Content starts

#[cfg(test)]
mod tests {
    use super::*;
    use crate::matcher::has_matches;
    use crate::types::{Obstacle, ObstaclePlacement};

    /// Session on a hand-placed board carrying the config's overlays
    fn session_with(rows: &[&str], config: LevelConfig) -> Session {
        let mut board = Board::from_layout(rows).unwrap();
        for placement in &config.obstacles {
            board.set_obstacle(placement.position, Some(placement.obstacle));
        }
        for bomb in &config.bombs {
            board.place_bomb(bomb.position, bomb.timer);
        }
        Session::from_board(config, board, 7)
    }

    fn settle(session: &mut Session) -> Vec<CascadeStep> {
        let mut steps = Vec::new();
        while let Some(step) = session.step_cascade() {
            steps.push(step);
        }
        steps
    }

    const QUIET: [&str; 5] = ["RGBYR", "GBYRG", "BYRGB", "YRGBY", "RGBYR"];

    #[test]
    fn test_new_session_has_no_matches_and_a_move() {
        for seed in 0..20 {
            let session = Session::new(LevelConfig::simple(7, 7, 4, 30, 800), seed);
            assert!(!has_matches(session.board()));
            assert!(session.board().is_full());
            assert!(session.hint().is_some());
            assert_eq!(session.phase(), Phase::Idle);
        }
    }

    #[test]
    fn test_walls_stay_empty_at_start() {
        let mut config = LevelConfig::simple(5, 5, 4, 10, 500);
        config.obstacles.push(ObstaclePlacement {
            position: Position::new(2, 2),
            obstacle: Obstacle::Wall,
        });
        let session = Session::new(config, 3);
        assert_eq!(session.board().get(Position::new(2, 2)), Some(None));
    }

    #[test]
    fn test_rejections_leave_state_untouched() {
        let mut session = session_with(&QUIET, LevelConfig::simple(5, 5, 4, 10, 500));
        let before = session.snapshot();

        let cases = [
            (Position::new(0, 0), Position::new(0, 5), SwapRejection::OutOfBounds),
            (Position::new(0, 0), Position::new(1, 1), SwapRejection::NotAdjacent),
            (Position::new(0, 0), Position::new(0, 1), SwapRejection::NoMatch),
        ];
        for (from, to, reason) in cases {
            assert_eq!(session.apply_swap(from, to), SwapOutcome::Rejected(reason));
            assert_eq!(session.snapshot(), before);
        }
        assert_eq!(session.step_cascade(), None);
    }

    #[test]
    fn test_locked_and_busy_rejections() {
        let mut config = LevelConfig::simple(5, 5, 4, 10, 500);
        config.obstacles.push(ObstaclePlacement {
            position: Position::new(0, 0),
            obstacle: Obstacle::Locked,
        });
        let mut session = session_with(&QUIET, config);
        assert_eq!(
            session.apply_swap(Position::new(0, 0), Position::new(0, 1)),
            SwapOutcome::Rejected(SwapRejection::Locked)
        );

        session.phase = Phase::Cascading;
        assert_eq!(
            session.apply_swap(Position::new(1, 1), Position::new(1, 2)),
            SwapOutcome::Rejected(SwapRejection::NotIdle)
        );
        assert_eq!(
            session.apply_power_up(PowerUpKind::ExtraMoves, None),
            PowerUpOutcome::Rejected(PowerUpRejection::NotIdle)
        );
    }

    #[test]
    fn test_three_match_scores_and_consumes_a_move() {
        // Swapping (1,2) Y up into (0,2) makes Y Y Y across row 0.
        let rows = ["YYBGR", "GBYRG", "BRGBY", "RGBYR", "GBRGB"];
        let mut session = session_with(&rows, LevelConfig::simple(5, 5, 4, 10, 500));

        let outcome = session.apply_swap(Position::new(1, 2), Position::new(0, 2));
        let SwapOutcome::Matched { matches } = outcome else {
            panic!("expected a match, got {outcome:?}");
        };
        assert_eq!(matches, find_matches(session.board()));
        assert_eq!(session.moves_left(), 9);
        assert_eq!(session.phase(), Phase::Matching);

        let first = session.step_cascade().unwrap();
        assert_eq!(first.depth, 0);
        assert_eq!(first.score_gained, 100);
        assert_eq!(first.cleared_positions.len(), 3);
        settle(&mut session);
        assert!(!session.phase().is_resolving());
        assert!(session.score() >= 100);
    }

    #[test]
    fn test_four_in_a_row_spawns_line_clear_on_swapped_cell() {
        let rows = ["RRGRB", "GBRYG", "BYBGY", "YGYBR", "GBGYB"];
        let mut session = session_with(&rows, LevelConfig::simple(5, 5, 4, 10, 500));

        let outcome = session.apply_swap(Position::new(1, 2), Position::new(0, 2));
        assert!(outcome.is_accepted());
        let step = session.step_cascade().unwrap();
        assert_eq!(step.spawned_specials.len(), 1);
        let spawn = step.spawned_specials[0];
        assert_eq!(spawn.kind, SpecialKind::ColumnClear);
        assert_eq!(spawn.color, Color::Red);
        assert_eq!(spawn.position.col, 2);
    }

    #[test]
    fn test_combo_of_two_line_clears_is_a_cross() {
        let mut session = session_with(&QUIET, LevelConfig::simple(5, 5, 4, 10, 500));
        for (pos, kind) in [
            (Position::new(2, 1), SpecialKind::RowClear),
            (Position::new(2, 2), SpecialKind::ColumnClear),
        ] {
            let p = session.board.piece(pos).unwrap().with_special(kind);
            session.board.set(pos, Some(p));
        }

        let outcome = session.apply_swap(Position::new(2, 1), Position::new(2, 2));
        let SwapOutcome::Combo { positions } = outcome else {
            panic!("expected a combo, got {outcome:?}");
        };
        assert_eq!(positions.len(), 5 + 5 - 1);
        assert_eq!(session.moves_left(), 9);

        let step = session.step_cascade().unwrap();
        assert_eq!(step.cleared_positions.len(), 9);
        assert_eq!(step.score_gained, 9 * 60);
        assert!(step.special_activations.is_empty());
    }

    #[test]
    fn test_color_burst_without_match() {
        let mut session = session_with(&QUIET, LevelConfig::simple(5, 5, 4, 10, 500));
        let pos = Position::new(0, 0);
        let p = session.board.piece(pos).unwrap().with_special(SpecialKind::ColorClear);
        session.board.set(pos, Some(p));

        // (0,1) is green: every green piece goes.
        let outcome = session.apply_swap(pos, Position::new(0, 1));
        let SwapOutcome::ColorBurst { positions } = outcome else {
            panic!("expected a color burst, got {outcome:?}");
        };
        let greens = QUIET
            .iter()
            .map(|r| r.chars().filter(|&c| c == 'G').count())
            .sum::<usize>();
        assert_eq!(positions.len(), greens + 1);

        let step = session.step_cascade().unwrap();
        assert_eq!(step.special_activations.len(), 1);
        assert_eq!(step.special_activations[0].target_color, Some(Color::Green));
    }

    #[test]
    fn test_hammer_and_color_blast() {
        let mut session = session_with(&QUIET, LevelConfig::simple(5, 5, 4, 10, 500));
        assert_eq!(
            session.apply_power_up(PowerUpKind::Hammer, None),
            PowerUpOutcome::Rejected(PowerUpRejection::MissingTarget)
        );
        let outcome = session.apply_power_up(PowerUpKind::Hammer, Some(Position::new(4, 4)));
        assert_eq!(
            outcome,
            PowerUpOutcome::Cleared {
                positions: vec![Position::new(4, 4)]
            }
        );
        let step = session.step_cascade().unwrap();
        assert_eq!(step.score_gained, 60);
        settle(&mut session);
        assert_eq!(session.moves_left(), 10);

        if session.phase() == Phase::Idle {
            let color = session.board.piece(Position::new(0, 0)).unwrap().color;
            let count = session.board.pieces().filter(|(_, p)| p.color == color).count();
            let outcome =
                session.apply_power_up(PowerUpKind::ColorBlast, Some(Position::new(0, 0)));
            let PowerUpOutcome::Cleared { positions } = outcome else {
                panic!("expected a clear");
            };
            assert_eq!(positions.len(), count);
        }
    }

    #[test]
    fn test_extra_moves_power_up() {
        let mut session = session_with(&QUIET, LevelConfig::simple(5, 5, 4, 10, 500));
        assert_eq!(
            session.apply_power_up(PowerUpKind::ExtraMoves, None),
            PowerUpOutcome::MovesAdded { moves_left: 15 }
        );
        assert_eq!(session.phase(), Phase::Idle);
        assert_eq!(session.step_cascade(), None);
    }

    #[test]
    fn test_end_rules_for_reach_score() {
        let mut session = session_with(&QUIET, LevelConfig::simple(5, 5, 4, 10, 500));
        session.score = 600;
        assert_eq!(session.evaluate_end(), Phase::Idle);
        session.moves_left = 0;
        assert_eq!(session.evaluate_end(), Phase::LevelComplete);

        let mut losing = session_with(&QUIET, LevelConfig::simple(5, 5, 4, 10, 500));
        losing.moves_left = 0;
        assert_eq!(losing.evaluate_end(), Phase::GameOver);
    }

    #[test]
    fn test_end_rules_for_ice() {
        let mut config = LevelConfig::simple(5, 5, 4, 10, 500);
        config.objective = Objective::BreakAllIce;
        let mut session = session_with(&QUIET, config);
        assert_eq!(session.evaluate_end(), Phase::BonusMoves);

        session.phase = Phase::Idle;
        session.moves_left = 0;
        assert_eq!(session.evaluate_end(), Phase::LevelComplete);
    }

    #[test]
    fn test_reinforced_ice_does_not_hold_back_break_all_ice() {
        let mut config = LevelConfig::simple(5, 5, 4, 10, 500);
        config.objective = Objective::BreakAllIce;
        config.obstacles.push(ObstaclePlacement {
            position: Position::new(1, 1),
            obstacle: Obstacle::ReinforcedIce,
        });
        let mut session = session_with(&QUIET, config);
        assert_eq!(session.evaluate_end(), Phase::BonusMoves);

        session.phase = Phase::Idle;
        session.board.set_obstacle(Position::new(1, 1), Some(Obstacle::Ice));
        assert_eq!(session.evaluate_end(), Phase::Idle);
    }

    #[test]
    fn test_bomb_expiry_ends_after_the_clear_is_credited() {
        let mut config = LevelConfig::simple(5, 5, 4, 10, 500);
        config.bombs.push(crate::types::BombPlacement {
            position: Position::new(4, 4),
            timer: 1,
        });
        // Walls fence the bomb's piece in, so no run can reach it.
        let rows = ["YYBGR", "GBYRG", "BRGBY", "RGBY#", "GBR#B"];
        let mut session = session_with(&rows, config);

        assert!(session.apply_swap(Position::new(1, 2), Position::new(0, 2)).is_accepted());
        let steps = settle(&mut session);
        assert_eq!(session.phase(), Phase::GameOver);
        let credited: u32 = steps.iter().map(|s| s.score_gained).sum();
        assert_eq!(session.score(), credited);
        assert!(credited >= 100);
    }

    #[test]
    fn test_bonus_moves_run_out_into_level_complete() {
        let mut session = session_with(&QUIET, LevelConfig::simple(5, 5, 4, 10, 500));
        session.phase = Phase::BonusMoves;
        session.moves_left = 2;

        let mut played = 0;
        while session.phase() == Phase::BonusMoves {
            assert!(session.play_bonus_move().is_some());
            settle(&mut session);
            played += 1;
        }
        assert_eq!(played, 2);
        assert_eq!(session.moves_left(), 0);
        assert_eq!(session.phase(), Phase::LevelComplete);
        assert!(session.score() >= 100);
    }

    #[test]
    fn test_undo_restores_pre_move_state() {
        let rows = ["YYBGR", "GBYRG", "BRGBY", "RGBYR", "GBRGB"];
        let mut session = session_with(&rows, LevelConfig::simple(5, 5, 4, 10, 500));
        let before = session.snapshot();
        assert!(!session.can_undo());

        assert!(session.apply_swap(Position::new(1, 2), Position::new(0, 2)).is_accepted());
        assert!(!session.undo());
        settle(&mut session);
        if session.phase() == Phase::Idle {
            assert!(session.undo());
            assert_eq!(session.snapshot(), before);
            assert!(!session.can_undo());
        }
    }

    #[test]
    fn test_color_clear_swapped_into_a_match_targets_its_partner() {
        let rows = ["GGBYR", "RYGRB", "BRYGY", "YBRBG", "RGYRB"];
        let mut session = session_with(&rows, LevelConfig::simple(5, 5, 4, 10, 500));
        let from = Position::new(1, 2);
        let to = Position::new(0, 2);
        let p = session.board.piece(from).unwrap().with_special(SpecialKind::ColorClear);
        session.board.set(from, Some(p));
        assert_eq!(session.board.piece(to).unwrap().color, Color::Blue);

        // The green color-clear completes the top row; its partner is blue.
        let outcome = session.apply_swap(from, to);
        assert!(matches!(outcome, SwapOutcome::Matched { .. }), "{outcome:?}");
        let blues: Vec<Position> = session
            .board
            .pieces()
            .filter(|(_, p)| p.color == Color::Blue)
            .map(|(pos, _)| pos)
            .collect();

        let step = session.step_cascade().unwrap();
        let activation = step
            .special_activations
            .iter()
            .find(|a| a.kind == SpecialKind::ColorClear)
            .unwrap();
        assert_eq!(activation.position, to);
        assert_eq!(activation.target_color, Some(Color::Blue));
        for pos in blues {
            assert!(step.cleared_positions.contains(&pos), "{pos:?} survived");
        }
    }

    #[test]
    fn test_hammer_on_a_locked_piece_only_breaks_the_lock() {
        let mut config = LevelConfig::simple(5, 5, 4, 10, 500);
        config.obstacles.push(ObstaclePlacement {
            position: Position::new(2, 2),
            obstacle: Obstacle::Locked,
        });
        let mut session = session_with(&QUIET, config);
        let before = session.board.piece(Position::new(2, 2)).unwrap();

        let outcome = session.apply_power_up(PowerUpKind::Hammer, Some(Position::new(2, 2)));
        assert!(matches!(outcome, PowerUpOutcome::Cleared { .. }));
        let step = session.step_cascade().unwrap();

        assert_eq!(step.score_gained, 0);
        assert_eq!(step.overlay.unlocked, vec![Position::new(2, 2)]);
        assert!(!session.board.is_locked(Position::new(2, 2)));
        assert_eq!(session.board.piece(Position::new(2, 2)), Some(before));
        assert_eq!(session.score(), 0);
    }

    #[test]
    fn test_last_move_at_950_completes_with_one_star() {
        // After the bottom row clears, no refill colors can line up again.
        let config = LevelConfig::simple(3, 3, 4, 1, 800);
        let mut session = session_with(&["Y#B", "GBR", "RRG"], config);
        session.score = 850;

        let outcome = session.apply_swap(Position::new(1, 2), Position::new(2, 2));
        assert!(outcome.is_accepted());
        let steps = settle(&mut session);

        assert_eq!(steps.len(), 1);
        assert_eq!(steps[0].score_gained, 100);
        assert_eq!(session.score(), 950);
        assert_eq!(session.moves_left(), 0);
        assert_eq!(session.phase(), Phase::LevelComplete);
        assert_eq!(session.stars(), 1);
    }
}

Content ends

What this task involves
Please count how many lines in the preceding records hold the word "filter", then give only that number.

Worked solution
3